The reality is that no motherboard, clothing, or any other company is willing to actually spend money and innovate. Find ways of making basic items by the millions, quickly, reliably, cheaply. And the reason they're not willing to do it is because they can still find cheaper and cheaper sources of labour. On China, they're current strategy when wages on the east coast get too expensive, is just to move 100km inland, rinse and repeat.
There is lack of innovation in the manufacturing sector. It's caused an oversupply of cheap labour. Simply put, there is no pressure on factory owners to continue the industrial revolution, and human progress. Instead there's an incentive to use quasi, and what the hell, full blown slave labour [bbc.co.uk].
I harp on China, but it's happening all over. It's happening a lot closer to home than you think [bbc.co.uk]. Our society is back-peddling, and it's down to the fact that rabid (no so)free market capitalism has become the dominant ethos of our politics and media, where it is assumed that no matter what the issue problem or injustice is, the omnipresent "market" will find a solution to all our ills.

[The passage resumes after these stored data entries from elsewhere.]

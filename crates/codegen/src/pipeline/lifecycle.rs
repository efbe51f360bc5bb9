//! Step 5: optional lifecycle wiring.
//!
//! Dependencies whose implementation exposes mount/unmount callbacks get one
//! combined effect block. With more than one disposal, a single cancellation
//! token is shared so one signal tears everything down.

use wirec_core::ast::{Expr, Stmt};
use wirec_core::{Resolution, ResolvedDependency, ServiceRegistry};

use super::imports::CANCELLATION_HELPER;
use super::inject::Injection;

const CANCELLATION_NAME: &str = "lifecycleCancellation";

/// Flat names of injected dependencies that need lifecycle wiring
pub fn lifecycle_dependencies(
    injections: &[Injection],
    deps: &[ResolvedDependency],
    registry: &ServiceRegistry,
) -> Vec<String> {
    deps.iter()
        .filter_map(|dep| {
            let Resolution::Resolved { token } = &dep.resolution else {
                return None;
            };
            if !registry.resolve(token).is_some_and(|r| r.has_lifecycle) {
                return None;
            }
            injections
                .iter()
                .find(|i| i.path == dep.spec.property_path)
                .map(|i| i.flat_name.clone())
        })
        .collect()
}

/// One effect block mounting every dependency and returning a cleanup that
/// unmounts them all
pub fn build_effect(names: &[String]) -> Stmt {
    let shared_token = names.len() > 1;
    let mut body = Vec::new();
    let mut cleanup = Vec::new();

    if shared_token {
        body.push(Stmt::Const {
            name: CANCELLATION_NAME.into(),
            init: Expr::call(Expr::ident(CANCELLATION_HELPER), vec![]),
        });
        cleanup.push(Stmt::Expr {
            expr: Expr::call(
                Expr::member(Expr::ident(CANCELLATION_NAME), "cancel", false),
                vec![],
            ),
        });
    }

    for name in names {
        let args = if shared_token {
            vec![Expr::ident(CANCELLATION_NAME)]
        } else {
            vec![]
        };
        body.push(Stmt::Expr {
            expr: Expr::call(
                Expr::member(Expr::ident(name), "mount", false),
                args.clone(),
            ),
        });
        cleanup.push(Stmt::Expr {
            expr: Expr::call(Expr::member(Expr::ident(name), "unmount", false), args),
        });
    }

    Stmt::Effect { body, cleanup }
}

#[cfg(test)]
mod tests {
    use super::*;

    fn names(names: &[&str]) -> Vec<String> {
        names.iter().map(|s| s.to_string()).collect()
    }

    #[test]
    fn single_dependency_gets_plain_mount_unmount() {
        let Stmt::Effect { body, cleanup } = build_effect(&names(&["logger"])) else {
            panic!("expected effect");
        };
        assert_eq!(body.len(), 1);
        assert_eq!(cleanup.len(), 1);
        let Stmt::Expr { expr } = &body[0] else { panic!() };
        let Expr::Call { callee, args } = expr else { panic!() };
        assert!(args.is_empty());
        let (root, path) = callee.as_member_chain().unwrap();
        assert_eq!(root, "logger");
        assert_eq!(path, vec!["mount".to_string()]);
    }

    #[test]
    fn multiple_disposals_share_one_cancellation_token() {
        let Stmt::Effect { body, cleanup } = build_effect(&names(&["logger", "metrics"])) else {
            panic!("expected effect");
        };
        // Token const + two mounts
        assert_eq!(body.len(), 3);
        let Stmt::Const { name, init } = &body[0] else { panic!() };
        assert_eq!(name, CANCELLATION_NAME);
        assert_eq!(
            *init,
            Expr::call(Expr::ident(CANCELLATION_HELPER), vec![])
        );

        // Cancel first, then both unmounts, all with the shared token
        assert_eq!(cleanup.len(), 3);
        let Stmt::Expr { expr } = &cleanup[0] else { panic!() };
        let Expr::Call { callee, .. } = expr else { panic!() };
        let (root, path) = callee.as_member_chain().unwrap();
        assert_eq!(root, CANCELLATION_NAME);
        assert_eq!(path, vec!["cancel".to_string()]);

        for stmt in &cleanup[1..] {
            let Stmt::Expr { expr } = stmt else { panic!() };
            let Expr::Call { args, .. } = expr else { panic!() };
            assert_eq!(args, &vec![Expr::ident(CANCELLATION_NAME)]);
        }
    }
}
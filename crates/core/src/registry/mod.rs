//! Resolver and service registry: token-keyed registrations, the dependency
//! graph, and validation.

pub mod graph;
pub mod registration;
pub mod resolver;

pub use graph::DependencyGraph;
pub use registration::{
    sanitize_token, ImplementationRecord, RegistrationKind, ServiceRegistration, ServiceScope,
};
pub use resolver::{
    RegistryState, ResolvedDependency, Resolution, ServiceRegistry, ValidationError,
    ValidationReport, ValidationWarning,
};
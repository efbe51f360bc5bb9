use thiserror::Error;

/// Core error type for the wirec engine
#[derive(Debug, Error)]
pub enum EngineError {
    #[error("IO error: {0}")]
    Io(#[from] std::io::Error),

    #[error("JSON parsing error: {0}")]
    Json(#[from] serde_json::Error),

    #[error("Scan error in '{path}': {message}")]
    Scan { path: String, message: String },

    #[error("Missing implementation for '{token}' (required by {required_by})")]
    MissingImplementation { token: String, required_by: String },

    #[error("Circular dependency detected: {}", cycle.join(" -> "))]
    CircularDependency { cycle: Vec<String> },

    #[error("Configuration error: {message}")]
    Configuration { message: String },

    #[error("Validation failed: {message}")]
    Validation { message: String },

    #[error("Pattern error: {0}")]
    Pattern(#[from] regex::Error),
}

impl EngineError {
    /// Create a new scan error
    pub fn scan(path: impl Into<String>, message: impl Into<String>) -> Self {
        Self::Scan {
            path: path.into(),
            message: message.into(),
        }
    }

    /// Create a new configuration error
    pub fn configuration(message: impl Into<String>) -> Self {
        Self::Configuration {
            message: message.into(),
        }
    }

    /// Create a new validation error
    pub fn validation(message: impl Into<String>) -> Self {
        Self::Validation {
            message: message.into(),
        }
    }

    /// Check if the error is fatal to a generation pass
    pub fn is_fatal(&self) -> bool {
        !matches!(self, Self::Scan { .. })
    }
}
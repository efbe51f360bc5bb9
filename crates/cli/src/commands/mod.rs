pub mod analyze;
pub mod generate;
pub mod graph;
pub mod serve;
pub mod trace;
pub mod validate;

I'm not some fanatical anti-globalisation, anti-capitalism protester. I just think that too much power, not money, power, is being concentrated into the hands of private companies. I don't like big government either, but I still think that corporations should be reigned in. If we don't, your children or grandchildren could find themselves like those Chinese brickworkers, force to work at the barrel of a privately owned gun.
P.S.
I believe in a free and fair market. Why should workers here have to compete against countries with lower standards?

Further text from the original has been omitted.